What the exercise asks. Each line of the entries below that includes "info" belongs in your answer.

Collected data entries.
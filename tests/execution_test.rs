//! Integration tests for plan execution against the simulator
//!
//! Covers the content model after successful runs and the partial-completion contract when
//! the device fails mid-plan.

mod common;

use common::*;
use pipettor_plus::engine::{Action, EngineState, FailureCause};
use pipettor_plus::hardware::{
    CommErrorCode, ControlErrorCode, ErrorCodes, SimulatedCommand, SimulatedPipettor,
};
use pipettor_plus::{Operation, PipettorError, TransferOptions};
use std::sync::Arc;
use std::time::Duration;

fn slow_simulator() -> Arc<SimulatedPipettor> {
    Arc::new(SimulatedPipettor::new(1, 1000.0).with_latency(Duration::from_millis(20)))
}

// ============================================================================
// Successful runs
// ============================================================================

#[tokio::test]
async fn test_pick_tips_updates_holder_and_device() {
    let (engine, sim) = connect(1, deck()).await;

    let report = engine.submit(&pick_tips()).await.unwrap();

    assert!(report.is_success());
    assert_eq!(report.completed().len(), 3);
    assert!(engine.pipettor_snapshot().unwrap().has_tip());
    assert!(has_tip(&engine.deck_snapshot().unwrap(), TIPS, pos(0, 0)));
    assert!(matches!(
        sim.commands().as_slice(),
        [
            SimulatedCommand::MoveXy { .. },
            SimulatedCommand::PickTip { .. },
            SimulatedCommand::MoveZ { .. }
        ]
    ));
}

#[tokio::test]
async fn test_add_medium_moves_liquid() {
    let (engine, sim) = connect(1, deck()).await;
    engine.submit(&pick_tips()).await.unwrap();

    engine
        .submit(&add_medium(190.0, wells(10), TransferOptions::default()))
        .await
        .unwrap();

    let deck = engine.deck_snapshot().unwrap();
    for well in wells(10) {
        assert_close(content(&deck, PLATE, well).volume_of("medium"), 190.0);
    }
    assert_close(content(&deck, RESERVOIRS, MEDIUM).total(), 20_000.0 - 1900.0);
    assert_close(engine.pipettor_snapshot().unwrap().held_volume(), 0.0);
    assert_close(sim.held_volume(), 0.0);
}

#[tokio::test]
async fn test_liquid_is_conserved_across_operations() {
    let (engine, _sim) = connect(1, deck()).await;
    let initial = deck_volume(&engine.deck_snapshot().unwrap());
    engine.submit(&pick_tips()).await.unwrap();

    engine
        .submit(&add_medium(400.0, wells(6), TransferOptions::default()))
        .await
        .unwrap();
    engine
        .submit(&remove_medium(
            plate_ref(),
            250.0,
            wells(6),
            TransferOptions::default(),
        ))
        .await
        .unwrap();

    let deck = engine.deck_snapshot().unwrap();
    assert_close(deck_volume(&deck), initial);
    assert_close(content(&deck, RESERVOIRS, WASTE).total(), 1500.0);
    assert_close(content(&deck, PLATE, pos(0, 5)).total(), 150.0);
}

#[tokio::test]
async fn test_multi_trip_fills_deep_well() {
    let (engine, _sim) = connect(1, deck()).await;
    engine.submit(&pick_tips()).await.unwrap();

    let op = Operation::AddMedium {
        source: reservoirs_ref(),
        source_position: MEDIUM,
        destination: deep_ref(),
        destination_positions: vec![pos(0, 0), pos(1, 0)],
        volume: 1500.0,
        options: TransferOptions::default(),
    };
    let report = engine.submit(&op).await.unwrap();

    let deck = engine.deck_snapshot().unwrap();
    assert_close(content(&deck, DEEP, pos(0, 0)).total(), 1500.0);
    assert_close(content(&deck, DEEP, pos(1, 0)).total(), 1500.0);
    let aspirations = report
        .completed()
        .iter()
        .filter(|s| matches!(s.action, Action::Aspirate { .. }))
        .count();
    assert_eq!(aspirations, 4);
}

#[tokio::test]
async fn test_trips_just_over_a_third_of_the_tip_run_in_pairs() {
    let (engine, sim) = connect(1, deck()).await;
    engine.submit(&pick_tips()).await.unwrap();

    // Three trips of 333.335 µl would need 1000.005 µl in one tip.
    let report = engine
        .submit(&add_medium(333.335, wells(3), TransferOptions::default()))
        .await
        .unwrap();

    assert!(report.is_success());
    let deck = engine.deck_snapshot().unwrap();
    for well in wells(3) {
        assert_close(content(&deck, PLATE, well).volume_of("medium"), 333.335);
    }
    let aspirated: Vec<f64> = sim
        .commands()
        .iter()
        .filter_map(|c| match c {
            SimulatedCommand::Aspirate { volume } => Some(*volume),
            _ => None,
        })
        .collect();
    assert_eq!(aspirated.len(), 2);
    assert!(aspirated.iter().all(|v| *v <= 1000.0));
    assert_close(sim.held_volume(), 0.0);
}

#[tokio::test]
async fn test_multichannel_add_fills_whole_columns() {
    let (engine, sim) = connect(8, deck()).await;
    engine.submit(&pick_tips()).await.unwrap();

    engine
        .submit(&add_medium(
            100.0,
            vec![pos(0, 0), pos(1, 0)],
            TransferOptions::default(),
        ))
        .await
        .unwrap();

    let deck = engine.deck_snapshot().unwrap();
    for column in 0..2 {
        for row in 0..8 {
            assert_close(content(&deck, PLATE, pos(column, row)).total(), 100.0);
        }
    }
    assert_close(content(&deck, PLATE, pos(2, 0)).total(), 0.0);
    assert_close(content(&deck, RESERVOIRS, MEDIUM).total(), 20_000.0 - 1600.0);
    for row in 0..8 {
        assert!(has_tip(&deck, TIPS, pos(0, row)));
    }
    // Piston volumes are per channel.
    assert!(sim
        .commands()
        .contains(&SimulatedCommand::Aspirate { volume: 200.0 }));
}

#[tokio::test]
async fn test_per_tip_reservoirs_feed_their_own_channel() {
    let mut layout = deck();
    layout
        .place_labware("E", per_tip_reservoirs(PER_TIP, [1000.0; 8]))
        .unwrap();
    let (engine, sim) = connect(8, layout).await;
    engine.submit(&pick_tips()).await.unwrap();

    engine
        .submit(&add_from_per_tip(100.0, vec![pos(0, 0), pos(1, 0)]))
        .await
        .unwrap();

    let deck = engine.deck_snapshot().unwrap();
    for row in 0..8 {
        assert_close(content(&deck, PER_TIP, pos(0, row)).total(), 800.0);
        for column in 0..2 {
            assert_close(content(&deck, PLATE, pos(column, row)).volume_of("medium"), 100.0);
        }
    }
    // The shared reservoir is not touched.
    assert_close(content(&deck, RESERVOIRS, MEDIUM).total(), 20_000.0);
    assert!(sim
        .commands()
        .contains(&SimulatedCommand::Aspirate { volume: 200.0 }));
}

#[tokio::test]
async fn test_remove_and_add_exchanges_medium() {
    let mut layout = deck();
    let mut plate = plate(PLATE);
    for well in wells(2) {
        plate = plate.with_content(well, "old", 200.0).unwrap();
    }
    replace(&mut layout, plate);
    let (engine, _sim) = connect(1, layout).await;
    engine.submit(&pick_tips()).await.unwrap();

    let op = Operation::RemoveAndAdd {
        plate: plate_ref(),
        plate_positions: wells(2),
        waste: reservoirs_ref(),
        waste_position: WASTE,
        medium: reservoirs_ref(),
        medium_position: MEDIUM,
        volume: 150.0,
        options: TransferOptions::default(),
    };
    engine.submit(&op).await.unwrap();

    let deck = engine.deck_snapshot().unwrap();
    for well in wells(2) {
        let well = content(&deck, PLATE, well);
        assert_close(well.volume_of("old"), 50.0);
        assert_close(well.volume_of("medium"), 150.0);
    }
    assert_close(content(&deck, RESERVOIRS, WASTE).volume_of("old"), 300.0);
}

#[tokio::test]
async fn test_discard_tips_leaves_holder_untouched() {
    let (engine, _sim) = connect(1, deck_with_dropzone()).await;
    engine.submit(&pick_tips()).await.unwrap();

    engine
        .submit(&Operation::DiscardTips {
            dropzone: dropzone_ref(),
        })
        .await
        .unwrap();

    assert!(!engine.pipettor_snapshot().unwrap().has_tip());
    assert!(has_tip(&engine.deck_snapshot().unwrap(), TIPS, pos(0, 0)));
}

#[tokio::test]
async fn test_return_tips_clears_holder_flag() {
    let (engine, _sim) = connect(1, deck()).await;
    engine.submit(&pick_tips()).await.unwrap();

    engine
        .submit(&Operation::ReturnTips {
            holder: tips_ref(),
            position: None,
        })
        .await
        .unwrap();

    assert!(!engine.pipettor_snapshot().unwrap().has_tip());
    assert!(!has_tip(&engine.deck_snapshot().unwrap(), TIPS, pos(0, 0)));
}

// ============================================================================
// Partial completion
// ============================================================================

#[tokio::test]
async fn test_hardware_failure_keeps_completed_steps() {
    let codes = ErrorCodes::new(CommErrorCode::ReceiveTimeout, ControlErrorCode::None);
    // Pick takes device commands 0..=2; plan step 6 is the first dispense.
    let sim = Arc::new(SimulatedPipettor::new(1, 1000.0).fail_at(3 + 6, codes));
    let engine = connect_with(sim.clone(), 1, deck()).await;
    engine.submit(&pick_tips()).await.unwrap();

    let err = engine
        .submit(&add_medium(100.0, wells(2), TransferOptions::default()))
        .await
        .unwrap_err();

    let report = err.report().expect("hardware failure carries a report");
    assert!(matches!(err, PipettorError::Hardware(_)));
    assert_eq!(report.total_steps, 12);
    assert_eq!(report.completed().len(), 6);
    assert_eq!(report.not_attempted(), 5);

    let failure = report.failure().unwrap();
    assert_eq!(failure.index, 6);
    assert_eq!(failure.action, Action::Dispense { volume: 100.0 });
    match &failure.cause {
        FailureCause::Device(device) => assert_eq!(device.codes, codes),
        other => panic!("unexpected cause: {other:?}"),
    }

    // The aspiration stays applied; nothing reached the wells.
    let deck = engine.deck_snapshot().unwrap();
    assert_close(content(&deck, RESERVOIRS, MEDIUM).total(), 20_000.0 - 200.0);
    assert_close(content(&deck, PLATE, pos(0, 0)).total(), 0.0);
    assert_close(engine.pipettor_snapshot().unwrap().held_volume(), 200.0);
    assert_eq!(sim.attempted(), 3 + 7);
}

#[tokio::test]
async fn test_failed_tips_still_hold_liquid_block_next_operation() {
    let codes = ErrorCodes::new(CommErrorCode::None, ControlErrorCode::CommunicationError);
    let sim = Arc::new(SimulatedPipettor::new(1, 1000.0).fail_at(3 + 6, codes));
    let engine = connect_with(sim.clone(), 1, deck()).await;
    engine.submit(&pick_tips()).await.unwrap();
    engine
        .submit(&add_medium(100.0, wells(2), TransferOptions::default()))
        .await
        .unwrap_err();
    let attempted = sim.attempted();

    let err = engine
        .submit(&add_medium(100.0, wells(2), TransferOptions::default()))
        .await
        .unwrap_err();

    assert!(err.is_validation());
    assert_eq!(sim.attempted(), attempted);
}

// ============================================================================
// Run control
// ============================================================================

#[tokio::test]
async fn test_abort_stops_plan_and_parks_head() {
    let sim = slow_simulator();
    let engine = connect_with(sim.clone(), 1, deck()).await;
    engine.submit(&pick_tips()).await.unwrap();
    let op = add_medium(100.0, wells(2), TransferOptions::default());

    let (outcome, ()) = tokio::join!(engine.submit(&op), async {
        tokio::task::yield_now().await;
        engine.abort();
    });

    let err = outcome.unwrap_err();
    assert!(matches!(err, PipettorError::Aborted(_)));
    assert!(err.to_string().contains("aborted before step 2"));
    let report = err.report().unwrap();
    assert_eq!(report.aborted_at(), Some(1));
    assert_eq!(report.completed().len(), 1);
    assert_eq!(report.not_attempted(), 11);

    // One plan step, then the park moves.
    assert_eq!(sim.attempted(), 3 + 1 + 2);
    let commands = sim.commands();
    assert_eq!(
        &commands[commands.len() - 2..],
        &[
            SimulatedCommand::MoveZ { z: 0.0 },
            SimulatedCommand::MoveXy { x: 0.0, y: 0.0 }
        ]
    );
    let deck = engine.deck_snapshot().unwrap();
    assert_close(content(&deck, RESERVOIRS, MEDIUM).total(), 20_000.0);
    assert!(engine.pipettor_snapshot().unwrap().has_tip());
    assert_eq!(engine.state(), EngineState::Idle);

    // The abort was consumed; the next run goes through.
    engine.submit(&op).await.unwrap();
}

#[tokio::test]
async fn test_pause_holds_plan_until_resumed() {
    let sim = slow_simulator();
    let engine = connect_with(sim.clone(), 1, deck()).await;
    engine.submit(&pick_tips()).await.unwrap();
    let op = add_medium(100.0, wells(2), TransferOptions::default());

    let (outcome, ()) = tokio::join!(engine.submit(&op), async {
        tokio::task::yield_now().await;
        assert!(engine.pause());
        tokio::time::sleep(Duration::from_millis(60)).await;

        assert!(engine.is_paused());
        assert!(matches!(engine.state(), EngineState::Paused { ref during } if during.contains("add_medium")));
        let attempted = sim.attempted();
        tokio::time::sleep(Duration::from_millis(40)).await;
        assert_eq!(sim.attempted(), attempted);

        assert!(engine.resume());
    });

    assert!(outcome.unwrap().is_success());
    assert!(!engine.is_paused());
    let deck = engine.deck_snapshot().unwrap();
    for well in wells(2) {
        assert_close(content(&deck, PLATE, well).total(), 100.0);
    }
}
//! Scoped device connection.
//!
//! [`Connection`] opens the actuator on construction and disconnects it when dropped, so the
//! device is released on every exit path: early `?` returns, failed plans and panics alike.

use std::sync::Arc;

use crate::error::HardwareError;
use crate::hardware::capabilities::PipettorActuator;

/// An open connection to a pipettor. Dropping it disconnects the device.
pub struct Connection {
    actuator: Arc<dyn PipettorActuator>,
    open: bool,
}

impl Connection {
    /// Connect to `actuator`.
    pub fn open(actuator: Arc<dyn PipettorActuator>) -> Result<Self, HardwareError> {
        actuator.connect()?;
        tracing::info!(device = actuator.name(), channels = actuator.channel_count(), "Pipettor connected");
        Ok(Self {
            actuator,
            open: true,
        })
    }

    pub fn actuator(&self) -> &dyn PipettorActuator {
        self.actuator.as_ref()
    }

    pub fn is_open(&self) -> bool {
        self.open && self.actuator.is_connected()
    }

    /// Disconnect now instead of at drop.
    pub fn close(mut self) {
        self.release();
    }

    fn release(&mut self) {
        if self.open {
            self.open = false;
            self.actuator.disconnect();
            tracing::info!(device = self.actuator.name(), "Pipettor disconnected");
        }
    }
}

impl Drop for Connection {
    fn drop(&mut self) {
        self.release();
    }
}

impl std::fmt::Debug for Connection {
    fn fmt(&self, f: &mut std::fmt::Formatter<'_>) -> std::fmt::Result {
        f.debug_struct("Connection")
            .field("device", &self.actuator.name())
            .field("open", &self.open)
            .finish()
    }
}

#[cfg(test)]
mod tests {
    use super::*;
    use crate::hardware::SimulatedPipettor;

    #[test]
    fn drop_disconnects() {
        let sim = Arc::new(SimulatedPipettor::new(1, 1000.0));
        {
            let conn = Connection::open(sim.clone()).unwrap();
            assert!(conn.is_open());
            assert!(sim.is_connected());
        }
        assert!(!sim.is_connected());
    }

    #[test]
    fn disconnects_when_unwinding() {
        let sim = Arc::new(SimulatedPipettor::new(1, 1000.0));
        let inner = sim.clone();
        let result = std::panic::catch_unwind(std::panic::AssertUnwindSafe(move || {
            let _conn = Connection::open(inner).unwrap();
            panic!("plan aborted");
        }));
        assert!(result.is_err());
        assert!(!sim.is_connected());
    }

    #[test]
    fn explicit_close_is_idempotent_with_drop() {
        let sim = Arc::new(SimulatedPipettor::new(1, 1000.0));
        let conn = Connection::open(sim.clone()).unwrap();
        conn.close();
        assert!(!sim.is_connected());
    }
}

Output below.
        tracing::info!(device = actuator.name(), channels = actuator.channel_count(), "Pipettor connected");
            tracing::info!(device = self.actuator.name(), "Pipettor disconnected");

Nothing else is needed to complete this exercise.